# HPZipm12.exe



## ibanez074 (Jan 27, 2006)

Hi,

Firstly i'd like to say i'm not sure whether my problem is a security issue or an XP issue so i have posted this message in both!

I've noticed lately that my pc is very slow on startup. It seems to be caused by a file called HPZipm12.exe as after i get a windows error message stating something like 'Unable to load driver HPZipm12.exe, it runs fine, but it takes ages for it to appear!

I am aware that it is caused by the HP Printer driver (i have the HSP 2115). I noticed that i have trouble printing documents in anything other than Word, Wordpad, Notepad etc. It will not print pages directly from the net though for instance.

I have run Adware, Spybot, Hi-Jack this and avast Anti-Virus in case it is a security issue. I have also cleaned up my startup-up programs, and have completely un-installed my printer driver and re-installed. This seemed to do the trick as i didn't get the error message on startup and i could print from programs that i previously couldn't. However, upon bootup yesterday, the old problem reared its ugly head including not being able to print properly.

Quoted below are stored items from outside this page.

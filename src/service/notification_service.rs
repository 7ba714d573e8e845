use std::sync::Arc;

use uuid::Uuid;

use crate::{
    db::{db::DBClient, notificationdb::NotificationExt},
    models::jobmodel::{Job, Payment, Proposal},
};

#[derive(Debug, Clone)]
pub struct NotificationService {
    db_client: Arc<DBClient>,
}

impl NotificationService {
    pub fn new(db_client: Arc<DBClient>) -> Self {
        Self { db_client }
    }

    pub async fn notify_proposal_received(
        &self,
        customer_id: Uuid,
        job: &Job,
        proposal: &Proposal,
    ) {
        tracing::info!(
            "New proposal {} on job {} from pro {}",
            proposal.id,
            job.id,
            proposal.pro_id
        );

        self.store(
            customer_id,
            "proposal_received",
            Some(job.id),
            Some(serde_json::json!({
                "proposal_id": proposal.id,
                "pro_id": proposal.pro_id,
                "budget": proposal.budget,
                "timeline": proposal.timeline,
            })),
            format!("New proposal on your job: {}", job.title),
        )
        .await
    }

    pub async fn notify_proposal_accepted(
        &self,
        pro_id: Uuid,
        job: &Job,
    ) {
        tracing::info!("Proposal accepted on job {} for pro {}", job.id, pro_id);

        self.store(
            pro_id,
            "proposal_accepted",
            Some(job.id),
            Some(serde_json::json!({ "job_title": job.title })),
            format!("Your proposal was accepted: {}", job.title),
        )
        .await
    }

    pub async fn notify_proposal_rejected(
        &self,
        pro_id: Uuid,
        job: &Job,
    ) {
        self.store(
            pro_id,
            "proposal_rejected",
            Some(job.id),
            Some(serde_json::json!({ "job_title": job.title })),
            format!("Your proposal was not selected: {}", job.title),
        )
        .await
    }

    pub async fn notify_delivery_submitted(
        &self,
        customer_id: Uuid,
        job: &Job,
    ) {
        tracing::info!("Delivery submitted on job {}", job.id);

        self.store(
            customer_id,
            "delivery_submitted",
            Some(job.id),
            Some(serde_json::json!({ "job_title": job.title })),
            format!("Work delivered on your job: {}", job.title),
        )
        .await
    }

    pub async fn notify_job_approved(
        &self,
        pro_id: Uuid,
        job: &Job,
        payment: &Payment,
    ) {
        tracing::info!(
            "Job {} approved, payment {} released to pro {}",
            job.id,
            payment.id,
            pro_id
        );

        self.store(
            pro_id,
            "job_approved",
            Some(job.id),
            Some(serde_json::json!({
                "job_title": job.title,
                "payout_cents": payment.pro_payout_cents,
            })),
            format!("Delivery approved and payment released: {}", job.title),
        )
        .await
    }

    pub async fn notify_revision_requested(
        &self,
        pro_id: Uuid,
        job: &Job,
    ) {
        self.store(
            pro_id,
            "revision_requested",
            Some(job.id),
            Some(serde_json::json!({ "job_title": job.title })),
            format!("The customer requested changes on: {}", job.title),
        )
        .await
    }

    pub async fn notify_job_cancelled(
        &self,
        pro_id: Uuid,
        job: &Job,
    ) {
        self.store(
            pro_id,
            "job_cancelled",
            Some(job.id),
            Some(serde_json::json!({ "job_title": job.title })),
            format!("A job you bid on was cancelled: {}", job.title),
        )
        .await
    }

    // Notifications are advisory. A failed insert is logged and never
    // fails the lifecycle operation that triggered it.
    async fn store(
        &self,
        user_id: Uuid,
        kind: &str,
        job_id: Option<Uuid>,
        payload: Option<serde_json::Value>,
        message: String,
    ) {
        if let Err(e) = self
            .db_client
            .create_notification(user_id, kind.to_string(), job_id, payload, message)
            .await
        {
            tracing::warn!("Failed to record {} notification for user {}: {}", kind, user_id, e);
        }
    }
}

I am now stuck as i thought i'd solved it and i now have no idea what to do so any help would be welcome.
Thanks in advance, Pete.


----------



## cybertech (Apr 16, 2002)

Hi ibanez074, Welcome to TSG!!

I'm closing this post and leaving the other open for replies.
http://forums.techguy.org/windows-nt-2000-xp/437629-hpzipm12-exe.html

In the future please do not post duplicates. If you want a thread moved report and a Moderator will move it for you.


----------